Red Shift (Mar 01 2011)

Message boards : Technical News : Red Shift (Mar 01 2011)
Message board moderation

To post messages, you must log in.

1 · 2 · Next

AuthorMessage
Profile Matt Lebofsky
Volunteer moderator
Project administrator
Project developer
Project scientist
Avatar

Send message
Joined: 1 Mar 99
Posts: 1444
Credit: 957,058
RAC: 0
United States
Message 1082770 - Posted: 1 Mar 2011, 23:15:19 UTC

Happy March to one and all. Haven't have much to write about lately, but here's a round up.

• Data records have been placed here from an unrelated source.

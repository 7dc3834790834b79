//! Pause, resume and stop between producers and receivers.

use std::sync::Arc;
use std::time::Duration;

use quarry_common::QuarryError;
use quarry_data::batch::BucketBatchIterator;
use quarry_data::{KillSwitch, OwnedRow, Value};
use quarry_exec::receiver::{
    drive, CollectingResultReceiver, CollectingRowReceiver, DriveOutcome, IterableRowEmitter,
    RowReceiver, RowReceiverToResultReceiver,
};
use quarry_test::utils::init_tracing;

fn owned(range: std::ops::Range<i64>) -> Vec<OwnedRow> {
    range.map(|v| OwnedRow::new(vec![Value::BigInt(v)])).collect()
}

fn values(range: std::ops::Range<i64>) -> Vec<Vec<Value>> {
    range.map(|v| vec![Value::BigInt(v)]).collect()
}

#[tokio::test]
async fn test_slow_consumer_over_async_producer() {
    init_tracing();
    let (mut iterator, feeder) = BucketBatchIterator::new(1);
    let producer = tokio::spawn(async move {
        for chunk in 0..5i64 {
            feeder.set_bucket(owned(chunk * 4..chunk * 4 + 4), chunk == 4);
            tokio::time::sleep(Duration::from_millis(1)).await;
        }
    });

    let receiver = Arc::new(CollectingRowReceiver::with_pause_every(3));
    let consumer = {
        let receiver = Arc::clone(&receiver);
        tokio::spawn(async move {
            while !receiver.completion().is_done() {
                if !receiver.resume(false) {
                    tokio::task::yield_now().await;
                }
            }
        })
    };

    let outcome = drive(&mut iterator, receiver.as_ref(), &KillSwitch::new())
        .await
        .unwrap();
    producer.await.unwrap();
    consumer.await.unwrap();

    assert_eq!(outcome, DriveOutcome::Finished);
    assert_eq!(receiver.rows(), values(0..20));
    assert!(receiver.batches_finished() >= 1);
    assert_eq!(receiver.duplicate_terminal_signals(), 0);
}

#[test]
fn test_emitter_pages_through_result_receiver() {
    let result = Arc::new(CollectingResultReceiver::new());
    let adapter = Arc::new(RowReceiverToResultReceiver::new(result.clone(), 4));
    IterableRowEmitter::new(owned(0..10), adapter.clone()).run();

    assert_eq!(result.rows(), values(0..4));
    assert!(adapter.is_paused());
    while adapter.resume_if_paused() {}

    assert_eq!(result.rows(), values(0..10));
    assert_eq!(result.pages(), 2);
    assert_eq!(result.interrupted(), Some(false));
    assert_eq!(adapter.completion().try_get(), Some(Ok(())));
}

#[test]
fn test_interrupt_stops_paused_emitter() {
    let result = Arc::new(CollectingResultReceiver::new());
    let adapter = Arc::new(RowReceiverToResultReceiver::new(result.clone(), 4));
    IterableRowEmitter::new(owned(0..10), adapter.clone()).run();

    assert!(adapter.interrupt_if_resumable());
    assert!(!adapter.interrupt_if_resumable());
    assert_eq!(result.rows(), values(0..4));
    assert_eq!(result.interrupted(), Some(true));
}

#[tokio::test(flavor = "multi_thread", worker_threads = 2)]
async fn test_async_resume_on_runtime() {
    let receiver = Arc::new(CollectingRowReceiver::with_pause_every(10));
    let emitter_receiver: Arc<dyn RowReceiver> = receiver.clone();
    IterableRowEmitter::new(owned(0..100), emitter_receiver).run();

    while !receiver.completion().is_done() {
        if !receiver.resume(true) {
            tokio::task::yield_now().await;
        }
    }
    assert_eq!(receiver.result().await.unwrap(), values(0..100));
    assert_eq!(receiver.duplicate_terminal_signals(), 0);
}

#[tokio::test]
async fn test_kill_fails_pending_load() {
    let (mut iterator, _feeder) = BucketBatchIterator::new(1);
    let receiver = CollectingRowReceiver::new();
    let kill_switch = KillSwitch::new();
    let killer = {
        let kill_switch = kill_switch.clone();
        tokio::spawn(async move {
            tokio::time::sleep(Duration::from_millis(20)).await;
            kill_switch.kill(QuarryError::JobKilled);
        })
    };

    let outcome = tokio::time::timeout(
        Duration::from_secs(5),
        drive(&mut iterator, &receiver, &kill_switch),
    )
    .await
    .expect("kill must end the pending load");
    killer.await.unwrap();

    assert_eq!(outcome, Err(QuarryError::JobKilled));
    assert_eq!(receiver.completion().try_get(), Some(Err(QuarryError::JobKilled)));
    assert!(receiver.rows().is_empty());
}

We had our usual weekly maintenance outage today during which we took care of all kinds of stuff besides the usual mysql database compression/backup. Early this morning I noticed the replica mysql server had some broken tables, which led me to discover a drive had failed on that system last night - a 73GB fibre channel drive. Not a big deal, as we have tons of these kicking around from older servers at this point. This was easy enough to hot swap, though I got lost in some internal closet networking updates as this disk array is only accessible via telnet. And then the mysql daemon on the replica freaked out a little bit when the new drive was introduced, so I had to reboot the system, re-fix broken tables, etc. etc. etc. The replica is still catching up (will be for a while).

Today we also moved synergy off the probably-flakey UPS. Yeah, I know we should have done this earlier, but just haven't gotten around to it yet. If anything this gave us one more data point in the form of yet another automatic biweekly reboot at Sunday around 3pm (a couple days ago). Now the UPS is out of the equation, we have to wait 2 weeks to see if this was indeed the problem.

What else... we moved a lot more bits from ptolemy onto thumper. You may notice some general speedups on the website or elsewhere. We hope. And Jeff and I tackled a ton of timing tests for the science database on oscar. We're finding all the bottlenecks and finding ways around them. The good news is the database select throughput has gone from 100 spikes/second to 17,000 spikes/second. However these are under optimal conditions. In reality we'll have to deal with many of the aforementioned bottlenecks. Also: gowron is back to being the main workunit server (the full transition is far from complete, though).

That's been my day so far. How's your day?

- Matt

-- BOINC/SETI@home network/web/science/development person
-- "Any idiot can have a good idea. What is hard is to do it." - Jeanne-Claude
ID: 1082770 · Report as offensive
Profile soft^spirit
Avatar

Send message
Joined: 18 May 99
Posts: 6497
Credit: 34,134,168
RAC: 0
United States
Message 1082777 - Posted: 1 Mar 2011, 23:28:15 UTC - in response to Message 1082770.  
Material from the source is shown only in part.